- _Aim of the task_
Each line in the records below that has the word "ExitCode" should be copied.

Stored data entries:
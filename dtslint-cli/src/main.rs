mod config;
mod listen;

use anyhow::Context;
use camino::{Utf8Path, Utf8PathBuf};
use clap::{Parser, Subcommand};
use config::{CliOverrides, ConfigMerger, MergedConfig};
use dtslint_core::adapters::{
    CommandTemplate, JsonFileExpectedFailures, ShellCompatChecker, ShellTypeChecker,
};
use dtslint_core::pipeline::{plan_package, run_package};
use dtslint_core::render::{render_ranges_text, render_report_text};
use dtslint_core::settings::RunSettings;
use dtslint_core::PlanMode;
use dtslint_domain::check_layout;
use dtslint_types::report::{PackageReport, ReportStatus, ToolInfo};
use fs_err as fs;
use std::io::Write;
use std::process::ExitCode;
use tracing::{debug, error};
use tracing_subscriber::EnvFilter;

#[derive(Debug, Parser)]
#[command(
    name = "dtslint",
    version,
    about = "Validates DefinitelyTyped packages against every supported TypeScript version."
)]
struct Cli {
    /// Config file (default: nearest dtslint.toml above the package).
    #[arg(long, global = true)]
    config: Option<Utf8PathBuf>,

    #[command(subcommand)]
    cmd: Command,
}

#[derive(Debug, Subcommand)]
enum Command {
    /// Validate one package: conventions, every planned TypeScript version, compatibility.
    Check(CheckArgs),
    /// Check conventions and print the version ranges that would be validated.
    Plan(PlanArgs),
    /// List the supported TypeScript versions.
    Versions(VersionsArgs),
    /// Read JSON requests from stdin and write one JSON report per line.
    Listen(ListenArgs),
}

#[derive(Debug, clap::Args)]
struct TargetArgs {
    /// Package directory (default: current directory).
    #[arg(default_value = ".")]
    path: Utf8PathBuf,

    /// Only test the newest supported TypeScript version.
    #[arg(long, conflicts_with = "local_ts")]
    only_test_ts_next: bool,

    /// Test with a local TypeScript build instead of published versions.
    #[arg(long)]
    local_ts: Option<Utf8PathBuf>,

    /// Add a supported TypeScript version (repeatable).
    #[arg(long = "ts-version")]
    ts_versions: Vec<String>,
}

#[derive(Debug, Parser)]
struct CheckArgs {
    #[command(flatten)]
    target: TargetArgs,

    /// Only check `$ExpectType` assertions; skips the compatibility check.
    #[arg(long)]
    expect_only: bool,

    /// Skip the compatibility check.
    #[arg(long)]
    skip_compat: bool,

    /// Expected-failure list (default: attw.json next to dtslint.toml).
    #[arg(long)]
    expected_failures: Option<Utf8PathBuf>,

    /// Output format.
    #[arg(long, value_enum, default_value_t = OutputFormat::Text)]
    format: OutputFormat,
}

#[derive(Debug, Parser)]
struct PlanArgs {
    #[command(flatten)]
    target: TargetArgs,

    /// Output format.
    #[arg(long, value_enum, default_value_t = OutputFormat::Text)]
    format: OutputFormat,
}

#[derive(Debug, Parser)]
struct VersionsArgs {
    /// Add a supported TypeScript version (repeatable).
    #[arg(long = "ts-version")]
    ts_versions: Vec<String>,
}

#[derive(Debug, Parser)]
struct ListenArgs {
    /// Skip the compatibility check for every request.
    #[arg(long)]
    skip_compat: bool,
}

#[derive(Debug, Clone, Copy, clap::ValueEnum)]
enum OutputFormat {
    Text,
    Json,
}

fn main() -> ExitCode {
    match real_main() {
        Ok(code) => ExitCode::from(code),
        Err(e) => {
            error!("{:?}", e);
            ExitCode::from(1)
        }
    }
}

fn real_main() -> anyhow::Result<u8> {
    tracing_subscriber::fmt()
        .with_env_filter(EnvFilter::from_default_env())
        .with_writer(std::io::stderr)
        .init();

    let cli = Cli::parse();
    let config = cli.config.as_deref();
    match cli.cmd {
        Command::Check(args) => cmd_check(args, config),
        Command::Plan(args) => cmd_plan(args, config),
        Command::Versions(args) => cmd_versions(args, config),
        Command::Listen(args) => cmd_listen(args, config),
    }
}

fn cmd_check(args: CheckArgs, config: Option<&Utf8Path>) -> anyhow::Result<u8> {
    let package_dir = resolve_package_dir(&args.target.path)?;
    let merged = merged_config(
        config,
        &package_dir,
        &CliOverrides {
            supported: args.target.ts_versions.clone(),
            skip_compat: args.skip_compat,
            expected_failures: args.expected_failures.clone(),
        },
    )?;
    let settings = run_settings(&merged, package_dir, &args.target, args.expect_only)?;

    let report = execute(&settings, &merged)?;
    match args.format {
        OutputFormat::Text => print!("{}", render_report_text(&report)),
        OutputFormat::Json => println!(
            "{}",
            serde_json::to_string_pretty(&report).context("serialize report")?
        ),
    }
    Ok(exit_code(report.status))
}

fn cmd_plan(args: PlanArgs, config: Option<&Utf8Path>) -> anyhow::Result<u8> {
    let package_dir = resolve_package_dir(&args.target.path)?;
    let merged = merged_config(
        config,
        &package_dir,
        &CliOverrides {
            supported: args.target.ts_versions.clone(),
            ..Default::default()
        },
    )?;
    let settings = run_settings(&merged, package_dir, &args.target, false)?;

    let plan = match plan_package(&settings) {
        Ok(plan) => plan,
        Err(e) => {
            eprintln!("error: {e}");
            return Ok(e.exit_code());
        }
    };
    match args.format {
        OutputFormat::Text => {
            println!("{}", plan.location.label());
            print!("{}", render_ranges_text(&plan.ranges));
        }
        OutputFormat::Json => println!(
            "{}",
            serde_json::to_string_pretty(&plan.ranges).context("serialize ranges")?
        ),
    }
    Ok(0)
}

fn cmd_versions(args: VersionsArgs, config: Option<&Utf8Path>) -> anyhow::Result<u8> {
    let cwd = current_dir()?;
    let merged = merged_config(
        config,
        &cwd,
        &CliOverrides {
            supported: args.ts_versions,
            ..Default::default()
        },
    )?;
    for v in merged.catalogue()?.versions() {
        println!("{v}");
    }
    Ok(0)
}

fn cmd_listen(args: ListenArgs, config: Option<&Utf8Path>) -> anyhow::Result<u8> {
    let tool = tool_info();
    let stdin = std::io::stdin();
    let stdout = std::io::stdout();

    listen::serve(stdin.lock(), stdout.lock(), &tool, |request| {
        let target = TargetArgs {
            path: request.path.clone(),
            only_test_ts_next: request.only_test_ts_next,
            local_ts: None,
            ts_versions: Vec::new(),
        };
        let overrides = CliOverrides {
            skip_compat: args.skip_compat,
            ..Default::default()
        };
        let result = resolve_package_dir(&target.path).and_then(|package_dir| {
            let merged = merged_config(config, &package_dir, &overrides)?;
            let settings = run_settings(&merged, package_dir, &target, request.expect_only)?;
            execute(&settings, &merged)
        });
        result.unwrap_or_else(|e| {
            let mut report = PackageReport::new(tool.clone(), "", request.path.as_str());
            report.status = ReportStatus::Error;
            report.errors.push(format!("{e:#}"));
            report
        })
    })?;
    std::io::stdout().flush().context("flush stdout")?;
    Ok(0)
}

/// Runs the pipeline with the process-backed adapters.
fn execute(settings: &RunSettings, merged: &MergedConfig) -> anyhow::Result<PackageReport> {
    let checker = ShellTypeChecker::new(
        CommandTemplate::new(merged.checker_command.clone()).context("[checker] command")?,
    );
    let compat = ShellCompatChecker::new(
        CommandTemplate::new(merged.compat_command.clone()).context("[compat] command")?,
    );
    let expected = JsonFileExpectedFailures::new(merged.expected_failures.clone());

    let outcome = run_package(settings, &checker, &compat, &expected, tool_info());
    if let Some(e) = &outcome.error {
        debug!(exit_code = e.exit_code(), "package run failed");
    }
    Ok(outcome.report)
}

fn merged_config(
    explicit: Option<&Utf8Path>,
    start: &Utf8Path,
    overrides: &CliOverrides,
) -> anyhow::Result<MergedConfig> {
    // Without a config file, attw.json is looked up at the repository root.
    let fallback_base = check_layout(start)
        .map(|loc| loc.repo_root)
        .unwrap_or_else(|_| start.to_path_buf());
    let loaded = config::load_or_default(explicit, start, &fallback_base)
        .context("load dtslint.toml config")?;
    let merged = ConfigMerger::new(loaded).merge(overrides);
    debug!(
        "merged config: supported={:?}, compat_enabled={}, expected_failures={}",
        merged.supported, merged.compat_enabled, merged.expected_failures
    );
    Ok(merged)
}

fn run_settings(
    merged: &MergedConfig,
    package_dir: Utf8PathBuf,
    target: &TargetArgs,
    expect_only: bool,
) -> anyhow::Result<RunSettings> {
    let mode = if target.local_ts.is_some() {
        PlanMode::Local
    } else if target.only_test_ts_next {
        PlanMode::OnlyLatest
    } else {
        PlanMode::AllVersions
    };
    Ok(RunSettings {
        package_dir,
        catalogue: merged.catalogue()?,
        mode,
        local_ts: target.local_ts.clone(),
        expect_only,
        compat_enabled: merged.compat_enabled,
    })
}

fn resolve_package_dir(path: &Utf8Path) -> anyhow::Result<Utf8PathBuf> {
    let canonical = fs::canonicalize(path).with_context(|| format!("resolve {}", path))?;
    Utf8PathBuf::from_path_buf(canonical)
        .map_err(|p| anyhow::anyhow!("package path is not UTF-8: {}", p.display()))
}

fn current_dir() -> anyhow::Result<Utf8PathBuf> {
    let cwd = std::env::current_dir().context("read current directory")?;
    Utf8PathBuf::from_path_buf(cwd)
        .map_err(|p| anyhow::anyhow!("current directory is not UTF-8: {}", p.display()))
}

fn exit_code(status: ReportStatus) -> u8 {
    match status {
        ReportStatus::Pass => 0,
        ReportStatus::Fail => 2,
        ReportStatus::Error => 1,
    }
}

fn tool_info() -> ToolInfo {
    ToolInfo {
        name: "dtslint".to_string(),
        version: Some(env!("CARGO_PKG_VERSION").to_string()),
    }
}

- _Reply to the task_
use std::process::ExitCode;
fn main() -> ExitCode {
        Ok(code) => ExitCode::from(code),
            ExitCode::from(1)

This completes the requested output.